What to work on >>
The answer must be an exact copy of every record below.
== Segment start ==
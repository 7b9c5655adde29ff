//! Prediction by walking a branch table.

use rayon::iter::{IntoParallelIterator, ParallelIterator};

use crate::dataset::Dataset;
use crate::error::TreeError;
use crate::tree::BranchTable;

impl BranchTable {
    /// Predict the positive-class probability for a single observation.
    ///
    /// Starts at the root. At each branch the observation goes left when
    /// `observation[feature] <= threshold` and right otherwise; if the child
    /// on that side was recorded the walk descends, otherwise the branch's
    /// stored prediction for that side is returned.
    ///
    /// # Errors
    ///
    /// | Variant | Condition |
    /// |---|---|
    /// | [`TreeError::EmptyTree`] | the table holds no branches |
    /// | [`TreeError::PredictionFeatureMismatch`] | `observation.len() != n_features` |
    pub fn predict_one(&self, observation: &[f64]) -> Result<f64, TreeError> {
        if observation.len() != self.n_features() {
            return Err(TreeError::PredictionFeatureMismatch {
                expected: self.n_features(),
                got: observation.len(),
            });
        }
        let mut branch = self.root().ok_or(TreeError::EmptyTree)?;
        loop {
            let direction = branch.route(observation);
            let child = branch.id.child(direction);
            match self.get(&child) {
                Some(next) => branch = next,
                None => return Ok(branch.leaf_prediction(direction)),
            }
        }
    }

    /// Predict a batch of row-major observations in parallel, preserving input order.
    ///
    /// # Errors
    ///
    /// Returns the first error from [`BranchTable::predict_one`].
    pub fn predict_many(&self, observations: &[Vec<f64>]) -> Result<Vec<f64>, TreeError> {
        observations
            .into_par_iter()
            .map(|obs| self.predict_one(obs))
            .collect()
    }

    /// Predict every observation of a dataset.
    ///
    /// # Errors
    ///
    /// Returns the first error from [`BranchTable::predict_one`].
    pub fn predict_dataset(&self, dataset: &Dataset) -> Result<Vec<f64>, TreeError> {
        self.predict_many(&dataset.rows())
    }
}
== Segment end ==
Task result >>
repository 7b9c5655adde29ff
//! Prediction by walking a branch table.

use rayon::iter::{IntoParallelIterator, ParallelIterator};

use crate::dataset::Dataset;
use crate::error::TreeError;
use crate::tree::BranchTable;

impl BranchTable {
    /// Predict the positive-class probability for a single observation.
    ///
    /// Starts at the root. At each branch the observation goes left when
    /// `observation[feature] <= threshold` and right otherwise; if the child
    /// on that side was recorded the walk descends, otherwise the branch's
    /// stored prediction for that side is returned.
    ///
    /// # Errors
    ///
    /// | Variant | Condition |
    /// |---|---|
    /// | [`TreeError::EmptyTree`] | the table holds no branches |
    /// | [`TreeError::PredictionFeatureMismatch`] | `observation.len() != n_features` |
    pub fn predict_one(&self, observation: &[f64]) -> Result<f64, TreeError> {
        if observation.len() != self.n_features() {
            return Err(TreeError::PredictionFeatureMismatch {
                expected: self.n_features(),
                got: observation.len(),
            });
        }
        let mut branch = self.root().ok_or(TreeError::EmptyTree)?;
        loop {
            let direction = branch.route(observation);
            let child = branch.id.child(direction);
            match self.get(&child) {
                Some(next) => branch = next,
                None => return Ok(branch.leaf_prediction(direction)),
            }
        }
    }

    /// Predict a batch of row-major observations in parallel, preserving input order.
    ///
    /// # Errors
    ///
    /// Returns the first error from [`BranchTable::predict_one`].
    pub fn predict_many(&self, observations: &[Vec<f64>]) -> Result<Vec<f64>, TreeError> {
        observations
            .into_par_iter()
            .map(|obs| self.predict_one(obs))
            .collect()
    }

    /// Predict every observation of a dataset.
    ///
    /// # Errors
    ///
    /// Returns the first error from [`BranchTable::predict_one`].
    pub fn predict_dataset(&self, dataset: &Dataset) -> Result<Vec<f64>, TreeError> {
        self.predict_many(&dataset.rows())
    }
}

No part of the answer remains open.